There is also a misconception that these cases can be more time-consuming than traditional applications. In reality, the advancement of technology such as automated income verification and AVMs has drastically reduced touchpoints.
We regularly see cases where we are able to use external data sources rather than paperwork to satisfy our underwriting requirements, sometimes meaning the broker has to provide no supporting documents such as numerous payslips and bank statements.
MS: More than a third of applicants who were declined weren’t referred to a specialist lender – and that rises to over half among self-employed borrowers. How can the industry get better at signposting?
SG: The industry must get better at signposting by shifting advice from a transactional event to an ongoing strategy.
Great advice is invaluable not just at the point of sale, but throughout the process, giving customers a realistic idea of when they might be able to achieve their goals – even if that means waiting a little longer to build a deposit or improve their credit profile.
Specialist lenders offer the crucial flexibility needed for this long-term view. For instance, a key area where we excel is with our Bluestone brand. We base our decision on where a customer’s credit issue will stand at the point of completion, rather than the date of application.

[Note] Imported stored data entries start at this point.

use anyhow::{Context, Result};
use metrics::gauge;
use metrics_exporter_prometheus::{PrometheusBuilder, PrometheusHandle};

pub struct Metrics {
    pub handle: PrometheusHandle,
}

impl Metrics {
    /// Install the global Prometheus recorder and publish static config gauges.
    /// Fails if a recorder is already installed in this process.
    pub fn init(poll_interval_secs: u64, confidence_threshold: f32) -> Result<Self> {
        let handle = PrometheusBuilder::new()
            .install_recorder()
            .context("prometheus: install recorder")?;

        crate::ingest::ensure_metrics_described();
        gauge!("monitor_poll_interval_secs").set(poll_interval_secs as f64);
        gauge!("monitor_confidence_threshold").set(confidence_threshold as f64);

        Ok(Self { handle })
    }
}
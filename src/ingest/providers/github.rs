// src/ingest/providers/github.rs
use async_trait::async_trait;
use chrono::{DateTime, Utc};
use metrics::{counter, histogram};
use serde::Deserialize;
use std::sync::Arc;

use crate::ingest::config::ProjectConfig;
use crate::ingest::http::Fetcher;
use crate::ingest::types::{RawEvent, SourceKind, Watcher, WatcherId};
use crate::ingest::{compose_text, finalize_poll, newer_than, parse_timestamp};

pub const GITHUB_API: &str = "https://api.github.com";
const REPOS_PER_ORG: usize = 5;
const RELEASES_PER_REPO: usize = 10;

#[derive(Debug, Deserialize)]
struct Repo {
    full_name: String,
}

#[derive(Debug, Deserialize)]
struct Release {
    name: Option<String>,
    tag_name: Option<String>,
    body: Option<String>,
    published_at: Option<String>,
    html_url: Option<String>,
    author: Option<Author>,
}

#[derive(Debug, Deserialize)]
struct Author {
    login: String,
}

/// Watches the releases of an organization's most recently pushed repos.
pub struct ReleaseWatcher {
    id: WatcherId,
    project: String,
    orgs: Vec<String>,
    fetcher: Arc<dyn Fetcher>,
    token: Option<String>,
    api_base: String,
}

impl ReleaseWatcher {
    pub fn new(project: &ProjectConfig, fetcher: Arc<dyn Fetcher>, token: Option<String>) -> Self {
        Self {
            id: WatcherId::new(&project.name, SourceKind::CodeRelease),
            project: project.name.clone(),
            orgs: project.github_orgs.clone(),
            fetcher,
            token,
            api_base: GITHUB_API.to_string(),
        }
    }

    pub fn with_api_base(mut self, base: &str) -> Self {
        self.api_base = base.trim_end_matches('/').to_string();
        self
    }

    fn headers(&self) -> Vec<(&'static str, String)> {
        let mut h = vec![("Accept", "application/vnd.github+json".to_string())];
        if let Some(t) = &self.token {
            h.push(("Authorization", format!("Bearer {t}")));
        }
        h
    }

    /// GET + JSON decode; any failure is logged and mapped to `None` so one
    /// org/repo never aborts its siblings.
    async fn get_json(&self, url: &str, scope: &str) -> Option<serde_json::Value> {
        let resp = match self.fetcher.get(url, &self.headers()).await {
            Ok(r) => r,
            Err(e) => {
                tracing::warn!(target: "ingest", error = ?e, %url, scope, "github request failed");
                counter!("ingest_source_errors_total", "kind" => "code_release").increment(1);
                return None;
            }
        };
        if matches!(resp.status, 403 | 429) {
            tracing::warn!(target: "ingest", %url, scope, status = resp.status, "github rate limited");
            counter!("ingest_source_errors_total", "kind" => "code_release").increment(1);
            return None;
        }
        if !resp.is_success() {
            tracing::warn!(target: "ingest", %url, scope, status = resp.status, "github non-2xx");
            return None;
        }
        match serde_json::from_str(&resp.body) {
            Ok(v) => Some(v),
            Err(e) => {
                tracing::warn!(target: "ingest", error = ?e, %url, scope, "github json parse failed");
                counter!("ingest_source_errors_total", "kind" => "code_release").increment(1);
                None
            }
        }
    }

    async fn repos(&self, org: &str) -> Vec<String> {
        let url = format!(
            "{}/orgs/{org}/repos?sort=pushed&direction=desc&per_page={REPOS_PER_ORG}",
            self.api_base
        );
        let Some(v) = self.get_json(&url, org).await else {
            return Vec::new();
        };
        match serde_json::from_value::<Vec<Repo>>(v) {
            Ok(repos) => repos.into_iter().map(|r| r.full_name).collect(),
            Err(e) => {
                tracing::warn!(target: "ingest", error = ?e, org, "unexpected repo listing shape");
                Vec::new()
            }
        }
    }

    async fn releases(&self, full_name: &str, cursor: Option<DateTime<Utc>>) -> Vec<RawEvent> {
        let url = format!(
            "{}/repos/{full_name}/releases?per_page={RELEASES_PER_REPO}",
            self.api_base
        );
        let Some(serde_json::Value::Array(items)) = self.get_json(&url, full_name).await else {
            return Vec::new();
        };
        items
            .into_iter()
            .filter_map(|raw| {
                let rel: Release = serde_json::from_value(raw.clone()).ok()?;
                let ts = rel.published_at.as_deref().and_then(parse_timestamp)?;
                if !newer_than(cursor, ts) {
                    return None;
                }
                let label = rel
                    .name
                    .filter(|n| !n.trim().is_empty())
                    .or(rel.tag_name)
                    .unwrap_or_else(|| "unnamed".to_string());
                let text = compose_text(&format!("Release {label}"), rel.body.as_deref().unwrap_or(""));
                let url = rel
                    .html_url
                    .unwrap_or_else(|| format!("https://github.com/{full_name}/releases"));
                let author = rel.author.map(|a| a.login).unwrap_or_else(|| "unknown".into());
                Some(
                    RawEvent::new(&self.project, SourceKind::CodeRelease, author, text, url, ts)
                        .with_raw(raw),
                )
            })
            .collect()
    }
}

#[async_trait]
impl Watcher for ReleaseWatcher {
    fn id(&self) -> &WatcherId {
        &self.id
    }

    fn kind(&self) -> SourceKind {
        SourceKind::CodeRelease
    }

    fn project(&self) -> &str {
        &self.project
    }

    async fn poll(&self, cursor: Option<DateTime<Utc>>) -> Vec<RawEvent> {
        let t0 = std::time::Instant::now();
        let mut events = Vec::new();
        for org in &self.orgs {
            for repo in self.repos(org).await {
                events.extend(self.releases(&repo, cursor).await);
            }
        }
        // Ascending order: the orchestrator takes the last event as the new cursor.
        let out = finalize_poll(events, cursor);

        histogram!("ingest_poll_ms", "kind" => "code_release")
            .record(t0.elapsed().as_secs_f64() * 1_000.0);
        counter!("ingest_events_total", "kind" => "code_release").increment(out.len() as u64);
        out
    }
}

This approach acknowledges that the house purchase process can take time and this can make a huge difference, allowing us to help many customers achieve a positive outcome sooner than they otherwise might.
MS: The report suggests that awareness of specialist lenders remains low, with only one in four consumers understanding who they are or how to access them. What can lenders and brokers do collectively to raise visibility and trust in this space?
SG: Social media has been a great way to share real stories – spotlighting people who got on the property ladder, the process, and what the journey was really like.
Similarly, targeting other professionals is important too. In the home-buying process, accountants and solicitors are often the first port of call, and they need to be aware of specialist lenders as well – whether that’s as a solution, endorsement, or just extra knowledge.
Borrowers need to know there are routes to homeownership outside of just high-street lenders, and focusing on the positives to challenge the negative narrative is another push towards establishing trust in the space.
MS: Consumer confidence has taken a hit, with only 20% of adults saying they feel completely confident about securing a mortgage. What can lenders do to rebuild confidence, especially among those with historic credit issues?
SG: To rebuild consumer confidence, especially for those with a history of credit issues, a collective effort between lenders and our brokers is essential. As the sector is intermediary-led, lenders must ensure brokers receive the right support and education to meet their customers’ needs confidently.
At Shawbrook, we support this by giving brokers access to well-informed and experienced business development teams. For example, we have a team of over 40 people whose prime focus is assisting brokers with customers who have been rejected by high street banks.
By working together and raising awareness about specialist lending, we can ensure that consumers understand that a Plan B, or alternative route, exists – and that historic credit issues or complexity of income do not have to be a permanent barrier to securing a mortgage.
MS: Around a third of prospective buyers are actively working to repair their credit or taking on additional work to strengthen their mortgage eligibility. How should lenders balance automated credit scoring with more nuanced, human-led assessments?
SG: Good specialist lending always has a human at the heart of more complex decisions. Advances in technology provide efficiencies that give our underwriters more time to focus on the areas where a human approach is needed.
At Shawbrook, we believe letting technology do what it does best allows our people to do what they do best.